## WHAT YOU HAVE TO DO
For the listing beneath, state how many lines contain the string "format". Give the number by itself.

----

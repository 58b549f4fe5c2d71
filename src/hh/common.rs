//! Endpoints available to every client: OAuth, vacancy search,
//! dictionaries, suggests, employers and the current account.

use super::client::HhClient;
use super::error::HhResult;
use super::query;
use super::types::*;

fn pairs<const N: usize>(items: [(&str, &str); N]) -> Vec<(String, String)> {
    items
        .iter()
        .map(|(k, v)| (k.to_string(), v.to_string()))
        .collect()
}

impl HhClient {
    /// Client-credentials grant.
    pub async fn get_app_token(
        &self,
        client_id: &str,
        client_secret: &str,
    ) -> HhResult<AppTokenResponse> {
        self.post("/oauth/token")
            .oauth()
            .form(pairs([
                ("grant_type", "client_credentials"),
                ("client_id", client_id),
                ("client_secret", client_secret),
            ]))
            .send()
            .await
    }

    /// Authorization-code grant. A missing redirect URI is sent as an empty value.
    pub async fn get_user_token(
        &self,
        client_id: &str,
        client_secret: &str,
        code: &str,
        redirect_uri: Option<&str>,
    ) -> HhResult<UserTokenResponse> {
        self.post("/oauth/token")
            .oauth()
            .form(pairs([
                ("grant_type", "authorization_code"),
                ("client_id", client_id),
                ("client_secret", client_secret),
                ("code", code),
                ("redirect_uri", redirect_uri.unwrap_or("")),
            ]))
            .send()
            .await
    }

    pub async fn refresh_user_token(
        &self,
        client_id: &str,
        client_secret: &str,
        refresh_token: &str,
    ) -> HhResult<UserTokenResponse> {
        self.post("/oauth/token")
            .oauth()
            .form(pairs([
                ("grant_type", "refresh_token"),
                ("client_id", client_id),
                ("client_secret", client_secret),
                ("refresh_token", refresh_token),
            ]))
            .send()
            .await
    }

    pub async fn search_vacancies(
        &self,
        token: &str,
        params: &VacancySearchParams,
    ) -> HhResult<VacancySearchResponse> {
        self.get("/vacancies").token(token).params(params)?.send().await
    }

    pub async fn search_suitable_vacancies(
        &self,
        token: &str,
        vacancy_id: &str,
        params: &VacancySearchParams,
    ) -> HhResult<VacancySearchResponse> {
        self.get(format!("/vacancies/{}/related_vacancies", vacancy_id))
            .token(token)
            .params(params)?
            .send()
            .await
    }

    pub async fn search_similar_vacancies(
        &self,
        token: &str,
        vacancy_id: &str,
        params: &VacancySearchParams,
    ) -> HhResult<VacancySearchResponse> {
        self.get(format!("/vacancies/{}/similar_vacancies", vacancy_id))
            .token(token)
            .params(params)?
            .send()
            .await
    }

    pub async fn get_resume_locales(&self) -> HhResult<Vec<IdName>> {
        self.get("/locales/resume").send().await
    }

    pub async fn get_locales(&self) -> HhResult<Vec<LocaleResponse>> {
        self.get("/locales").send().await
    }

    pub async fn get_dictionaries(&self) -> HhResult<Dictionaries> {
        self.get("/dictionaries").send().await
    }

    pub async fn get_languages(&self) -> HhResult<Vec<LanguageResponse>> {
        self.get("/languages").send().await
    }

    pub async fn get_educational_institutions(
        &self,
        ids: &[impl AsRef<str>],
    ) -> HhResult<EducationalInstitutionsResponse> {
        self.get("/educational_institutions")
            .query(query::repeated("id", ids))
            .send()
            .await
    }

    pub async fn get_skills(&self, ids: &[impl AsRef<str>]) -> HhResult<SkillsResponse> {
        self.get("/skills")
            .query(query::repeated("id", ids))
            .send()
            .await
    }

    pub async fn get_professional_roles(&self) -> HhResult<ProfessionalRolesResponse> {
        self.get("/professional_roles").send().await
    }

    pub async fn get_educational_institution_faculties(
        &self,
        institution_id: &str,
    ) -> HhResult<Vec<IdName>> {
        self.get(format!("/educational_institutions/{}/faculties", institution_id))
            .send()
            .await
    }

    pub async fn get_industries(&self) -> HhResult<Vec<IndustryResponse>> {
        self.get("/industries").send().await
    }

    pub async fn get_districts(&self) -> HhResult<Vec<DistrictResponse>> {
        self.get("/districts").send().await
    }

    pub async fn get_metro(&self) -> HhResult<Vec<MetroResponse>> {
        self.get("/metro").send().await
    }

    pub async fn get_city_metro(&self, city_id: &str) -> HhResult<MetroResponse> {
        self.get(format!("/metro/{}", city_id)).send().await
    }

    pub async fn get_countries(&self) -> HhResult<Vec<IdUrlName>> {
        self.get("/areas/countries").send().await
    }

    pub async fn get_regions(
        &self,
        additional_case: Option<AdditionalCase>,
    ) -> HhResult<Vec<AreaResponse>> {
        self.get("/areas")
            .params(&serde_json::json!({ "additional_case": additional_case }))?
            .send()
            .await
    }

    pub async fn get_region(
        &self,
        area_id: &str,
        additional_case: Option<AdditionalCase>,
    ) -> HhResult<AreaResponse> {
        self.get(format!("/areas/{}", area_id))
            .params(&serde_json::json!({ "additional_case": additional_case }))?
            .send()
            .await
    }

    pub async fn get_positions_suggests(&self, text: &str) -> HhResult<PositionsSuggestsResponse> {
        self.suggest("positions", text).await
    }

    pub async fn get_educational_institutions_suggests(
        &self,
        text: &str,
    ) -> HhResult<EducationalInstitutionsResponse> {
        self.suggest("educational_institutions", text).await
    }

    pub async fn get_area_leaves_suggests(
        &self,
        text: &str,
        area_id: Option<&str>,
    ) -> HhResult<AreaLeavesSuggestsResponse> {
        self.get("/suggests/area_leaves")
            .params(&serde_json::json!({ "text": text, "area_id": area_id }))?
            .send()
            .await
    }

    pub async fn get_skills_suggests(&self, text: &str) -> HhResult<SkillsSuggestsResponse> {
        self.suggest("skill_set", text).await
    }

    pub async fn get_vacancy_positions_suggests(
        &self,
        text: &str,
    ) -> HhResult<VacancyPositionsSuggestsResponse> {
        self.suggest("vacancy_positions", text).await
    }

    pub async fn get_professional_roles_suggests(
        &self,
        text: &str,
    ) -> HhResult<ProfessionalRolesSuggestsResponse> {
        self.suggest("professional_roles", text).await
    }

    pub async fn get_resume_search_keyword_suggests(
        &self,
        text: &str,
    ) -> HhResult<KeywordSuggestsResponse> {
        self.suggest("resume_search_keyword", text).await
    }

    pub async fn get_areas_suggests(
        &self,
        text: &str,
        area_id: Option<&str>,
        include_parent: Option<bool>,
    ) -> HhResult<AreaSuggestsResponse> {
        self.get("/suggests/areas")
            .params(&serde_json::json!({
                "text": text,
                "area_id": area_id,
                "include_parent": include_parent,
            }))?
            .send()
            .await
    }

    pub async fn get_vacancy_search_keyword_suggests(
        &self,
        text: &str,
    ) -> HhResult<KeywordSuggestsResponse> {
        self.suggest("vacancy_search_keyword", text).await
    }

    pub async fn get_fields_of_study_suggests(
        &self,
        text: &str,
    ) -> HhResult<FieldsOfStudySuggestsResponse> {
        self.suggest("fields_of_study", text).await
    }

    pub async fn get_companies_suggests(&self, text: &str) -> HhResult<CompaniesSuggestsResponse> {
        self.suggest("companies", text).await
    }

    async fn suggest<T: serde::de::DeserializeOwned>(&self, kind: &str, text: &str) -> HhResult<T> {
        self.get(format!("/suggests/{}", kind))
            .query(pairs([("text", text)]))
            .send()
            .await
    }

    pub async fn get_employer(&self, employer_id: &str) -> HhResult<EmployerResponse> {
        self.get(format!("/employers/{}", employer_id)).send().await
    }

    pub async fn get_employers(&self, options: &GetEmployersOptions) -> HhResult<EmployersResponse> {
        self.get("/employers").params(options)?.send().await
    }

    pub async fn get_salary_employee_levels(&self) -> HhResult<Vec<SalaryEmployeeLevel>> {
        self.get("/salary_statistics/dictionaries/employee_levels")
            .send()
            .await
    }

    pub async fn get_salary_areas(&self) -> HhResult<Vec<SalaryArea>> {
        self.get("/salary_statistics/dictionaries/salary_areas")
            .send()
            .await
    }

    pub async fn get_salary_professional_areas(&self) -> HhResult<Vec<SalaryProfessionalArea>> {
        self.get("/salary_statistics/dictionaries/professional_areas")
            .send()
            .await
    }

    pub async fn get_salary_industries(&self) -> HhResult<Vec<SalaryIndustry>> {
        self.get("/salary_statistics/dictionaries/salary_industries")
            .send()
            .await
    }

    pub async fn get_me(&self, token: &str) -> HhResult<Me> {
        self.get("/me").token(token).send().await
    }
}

----

## EXPECTED ANSWER
7